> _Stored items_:
//! pipe command - stream stdin into a blob
//!
//! Unlike `put`, the path must name a blob and the container must already
//! exist.

use bytes::Bytes;
use clap::Args;
use tokio::io::AsyncReadExt;

use super::put::{UploadOutput, guess_content_type};
use super::{connect, report};
use crate::exit_code::ExitCode;
use crate::output::{Formatter, OutputConfig};

/// Write stdin to a blob
#[derive(Args, Debug)]
pub struct PipeArgs {
    /// Destination path (drive/container/key)
    pub path: String,

    /// Content type; guessed from the blob name when omitted
    #[arg(long)]
    pub content_type: Option<String>,
}

/// Execute the pipe command
pub async fn execute(args: PipeArgs, output_config: OutputConfig) -> ExitCode {
    let formatter = Formatter::new(output_config);
    let target = match connect(&args.path, &formatter) {
        Ok(t) => t,
        Err(code) => return code,
    };

    let mut data = Vec::new();
    if let Err(e) = tokio::io::stdin().read_to_end(&mut data).await {
        formatter.error(&format!("Failed to read stdin: {e}"));
        return ExitCode::GeneralError;
    }
    let size = data.len();
    let content_type = guess_content_type(args.content_type.as_deref(), None, &target.path);

    match target
        .drive
        .write_content(&target.path, Bytes::from(data), content_type.clone())
        .await
    {
        Ok(()) => {
            if formatter.is_json() {
                formatter.json(&UploadOutput {
                    success: true,
                    path: args.path,
                    size,
                    content_type,
                });
            }
            ExitCode::Success
        }
        Err(e) => report(&formatter, &e),
    }
}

> _PROBLEM TO WORK ON_: A verbatim copy of all the records is required. Write it out in full.

> _SOLUTION TO THE PROBLEM_:
//! pipe command - stream stdin into a blob
//!
//! Unlike `put`, the path must name a blob and the container must already
//! exist.

use bytes::Bytes;
use clap::Args;
use tokio::io::AsyncReadExt;

use super::put::{UploadOutput, guess_content_type};
use super::{connect, report};
use crate::exit_code::ExitCode;
use crate::output::{Formatter, OutputConfig};

/// Write stdin to a blob
#[derive(Args, Debug)]
pub struct PipeArgs {
    /// Destination path (drive/container/key)
    pub path: String,

    /// Content type; guessed from the blob name when omitted
    #[arg(long)]
    pub content_type: Option<String>,
}

/// Execute the pipe command
pub async fn execute(args: PipeArgs, output_config: OutputConfig) -> ExitCode {
    let formatter = Formatter::new(output_config);
    let target = match connect(&args.path, &formatter) {
        Ok(t) => t,
        Err(code) => return code,
    };

    let mut data = Vec::new();
    if let Err(e) = tokio::io::stdin().read_to_end(&mut data).await {
        formatter.error(&format!("Failed to read stdin: {e}"));
        return ExitCode::GeneralError;
    }
    let size = data.len();
    let content_type = guess_content_type(args.content_type.as_deref(), None, &target.path);

    match target
        .drive
        .write_content(&target.path, Bytes::from(data), content_type.clone())
        .await
    {
        Ok(()) => {
            if formatter.is_json() {
                formatter.json(&UploadOutput {
                    success: true,
                    path: args.path,
                    size,
                    content_type,
                });
            }
            ExitCode::Success
        }
        Err(e) => report(&formatter, &e),
    }
}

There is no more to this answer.